熊井啓監督の生誕90年を記念し、池袋の新文芸座で「熊井啓映画祭」が開催されています。
その中に、1978年作品「お吟さま」が。
オリジナルは158分だったそうですがプリントの褪色が激しいため、今回は国立映画アーカイヴ所蔵の海外版(117分)が上映されました。
以前CSでオンエアされた時に観たバージョンですが、「これはスクリーンで観たい!」と思い立ち、コロナ禍がやや落ち着いた今ならば、と、約1年半ぶりに池袋に足を運んだのでした。
いやー、観て良かった。
千利休の義理の娘・吟の、高山右近への命がけの恋を軸に、時の権力者・太閤秀吉に抗い、それぞれの義を通そうとする人々を描いた、美しく激しい物語であります。

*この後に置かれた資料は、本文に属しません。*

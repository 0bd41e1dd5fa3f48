use axum::{
    Json,
    http::StatusCode,
    response::{IntoResponse, Response},
};
use macroplan_mealplan::GenerateError;
use serde_json::json;
use thiserror::Error;

#[derive(Error, Debug)]
pub enum ApiError {
    #[error("Method not allowed")]
    MethodNotAllowed,

    /// Empty bodies are rejected the same way as oversized ones.
    #[error("Payload too large")]
    PayloadTooLarge,

    #[error("Invalid JSON body")]
    InvalidBody,

    #[error("Missing configuration: provider API key is not set")]
    MissingApiKey,

    #[error(transparent)]
    Generate(#[from] GenerateError),
}

impl ApiError {
    pub fn status(&self) -> StatusCode {
        match self {
            ApiError::MethodNotAllowed => StatusCode::METHOD_NOT_ALLOWED,
            ApiError::PayloadTooLarge => StatusCode::PAYLOAD_TOO_LARGE,
            ApiError::InvalidBody => StatusCode::BAD_REQUEST,
            ApiError::MissingApiKey => StatusCode::INTERNAL_SERVER_ERROR,
            ApiError::Generate(_) => StatusCode::BAD_GATEWAY,
        }
    }
}

impl IntoResponse for ApiError {
    fn into_response(self) -> Response {
        let status = self.status();
        let message = self.to_string();

        if status.is_server_error() {
            tracing::error!(status = status.as_u16(), err = %message, "generation failed");
        } else {
            tracing::warn!(status = status.as_u16(), err = %message, "request rejected");
        }

        (status, Json(json!({ "error": message }))).into_response()
    }
}
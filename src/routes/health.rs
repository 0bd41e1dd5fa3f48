use axum::{Json, http::StatusCode, response::IntoResponse};
use serde_json::json;

/// GET /health - Liveness probe
pub async fn health() -> impl IntoResponse {
    (StatusCode::OK, Json(json!({"status": "ok"})))
}
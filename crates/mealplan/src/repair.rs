//! Best-effort recovery of a JSON object from model output.
//!
//! Models in JSON mode still occasionally wrap the object in prose or a
//! markdown fence. The fallback slices from the first `{` to the last `}` and
//! parses that. It is a heuristic: several top-level objects, or braces inside
//! string values outside the real object, will defeat it.

use serde_json::Value;

/// Parse `text` as JSON, falling back to the outermost brace-delimited slice.
pub fn repair_json(text: &str) -> Option<Value> {
    if let Ok(value) = serde_json::from_str(text) {
        return Some(value);
    }

    let start = text.find('{')?;
    let end = text.rfind('}')?;
    if end <= start {
        return None;
    }

    let value = serde_json::from_str(&text[start..=end]).ok()?;
    tracing::debug!("recovered JSON object from surrounding text");

    Some(value)
}
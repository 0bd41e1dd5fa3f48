use std::sync::Arc;

use anyhow::Result;
use macroplan_mealplan::provider::GeminiClient;
use tower_http::trace::TraceLayer;

use crate::routes::AppState;

pub async fn serve(
    config: crate::config::Config,
    host_override: Option<String>,
    port_override: Option<u16>,
) -> Result<()> {
    tracing::info!("Starting macroplan server...");

    // Use CLI overrides if provided, otherwise use config
    let host = host_override.unwrap_or(config.server.host.to_owned());
    let port = port_override.unwrap_or(config.server.port);

    if config.provider.api_key().is_none() {
        tracing::warn!(
            env = %config.provider.api_key_env,
            "provider API key is not set, generation requests will fail"
        );
    }

    let provider = GeminiClient::new(&config.provider.base_url, &config.provider.model);
    tracing::info!(model = provider.model(), "using gemini provider");

    let state = AppState::new(config, Arc::new(provider));

    let app = crate::routes::router(state).layer(TraceLayer::new_for_http());

    let addr = format!("{}:{}", host, port);
    let listener = tokio::net::TcpListener::bind(&addr).await?;
    tracing::info!("Server listening on {}", listener.local_addr()?);

    axum::serve(listener, app)
        .with_graceful_shutdown(shutdown_signal())
        .await?;

    tracing::info!("Graceful shutdown complete");

    Ok(())
}

async fn shutdown_signal() {
    let ctrl_c = async {
        if let Err(err) = tokio::signal::ctrl_c().await {
            tracing::error!(err = %err, "failed to install Ctrl+C handler");
            std::future::pending::<()>().await;
        }
    };

    #[cfg(unix)]
    let terminate = async {
        match tokio::signal::unix::signal(tokio::signal::unix::SignalKind::terminate()) {
            Ok(mut signal) => {
                signal.recv().await;
            }
            Err(err) => {
                tracing::error!(err = %err, "failed to install SIGTERM handler");
                std::future::pending::<()>().await;
            }
        }
    };

    #[cfg(not(unix))]
    let terminate = std::future::pending::<()>();

    tokio::select! {
        _ = ctrl_c => {
            tracing::info!("Received Ctrl+C signal");
        },
        _ = terminate => {
            tracing::info!("Received SIGTERM signal");
        },
    }

    tracing::info!("Starting graceful shutdown...");
}
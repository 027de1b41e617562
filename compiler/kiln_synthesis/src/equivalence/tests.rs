use super::*;
use crate::{SynthesizingContext, SyntheticKind};
use kiln_ir::{AccessFlags, ClassKind, DexClass, Origin};
use pretty_assertions::assert_eq;
use std::sync::Arc;

fn lambda(factory: &ItemFactory, binary_name: &str) -> SyntheticDefinition {
    let ty = factory.type_for_binary_name(binary_name);
    let mut class = DexClass::new(ty, ClassKind::Program, Origin::unknown());
    class.access = AccessFlags::synthetic_class();
    SyntheticDefinition::class(
        SyntheticKind::Lambda,
        SynthesizingContext::from_type(ty),
        Arc::new(class),
    )
}

fn names(factory: &ItemFactory, group: &EquivalenceGroup) -> Vec<&'static str> {
    group
        .members()
        .iter()
        .map(|member| factory.binary_name(member.holder().ty))
        .collect()
}

#[test]
fn representative_is_the_smallest_reference() {
    let factory = ItemFactory::new();
    let members = vec![
        lambda(&factory, "c/C$$InternalSyntheticLambda$1$0"),
        lambda(&factory, "a/A$$InternalSyntheticLambda$1$0"),
        lambda(&factory, "b/B$$InternalSyntheticLambda$1$0"),
    ];
    let group = EquivalenceGroup::new(members, &factory);
    assert_eq!(group.len(), 3);
    assert!(!group.is_empty());
    assert_eq!(
        factory.binary_name(group.representative().holder().ty),
        "a/A$$InternalSyntheticLambda$1$0"
    );
}

#[test]
fn representative_does_not_depend_on_member_order() {
    let factory = ItemFactory::new();
    let build = |order: [&str; 3]| {
        let members = order.iter().map(|name| lambda(&factory, name)).collect();
        EquivalenceGroup::new(members, &factory)
    };
    let forward = build(["a/A$$X", "b/B$$X", "c/C$$X"]);
    let backward = build(["c/C$$X", "b/B$$X", "a/A$$X"]);
    assert_eq!(
        forward.representative().holder().ty,
        backward.representative().holder().ty
    );
    assert_eq!(names(&factory, &forward)[0], "a/A$$X");
    assert_eq!(names(&factory, &backward)[0], "a/A$$X");
}

#[test]
fn groups_order_by_their_context() {
    let factory = ItemFactory::new();
    let first = EquivalenceGroup::new(vec![lambda(&factory, "a/A$$X")], &factory);
    let second = EquivalenceGroup::new(vec![lambda(&factory, "b/B$$X")], &factory);
    let lens = RewriteLens::identity();
    assert_eq!(
        first.compare_including_context(&second, &lens, &factory),
        Ordering::Less
    );
    assert_eq!(
        second.compare_including_context(&first, &lens, &factory),
        Ordering::Greater
    );
}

作品の根底に流れるのは、いつの世も変わる事のない平和を希求する心。そして、人を恋うるとは「全てのしがらみからの解放」と同義である、という精神。
手にした権力を思いのままに振るおうとする者には極めて邪魔なものを、本作の登場人物たちは死を賭して守ろうとするのです。
「負けて・・・、負けて死にゆくのではないぞ!」
秀吉の求愛を拒み、死を決意した吟に自らも命を捨てる覚悟をした千利休がかけたこの言葉が、観る者に深い感銘を与えます。
八王子攻めを秀吉に命じられた高山右近が、城を守る手勢に和睦を呼びかけるシーンも秀逸です。
「人は殺さぬ。共に祈ろう! 和を結ぼう!」
この言葉を、世界中の指導者たちに聞かせたいものです。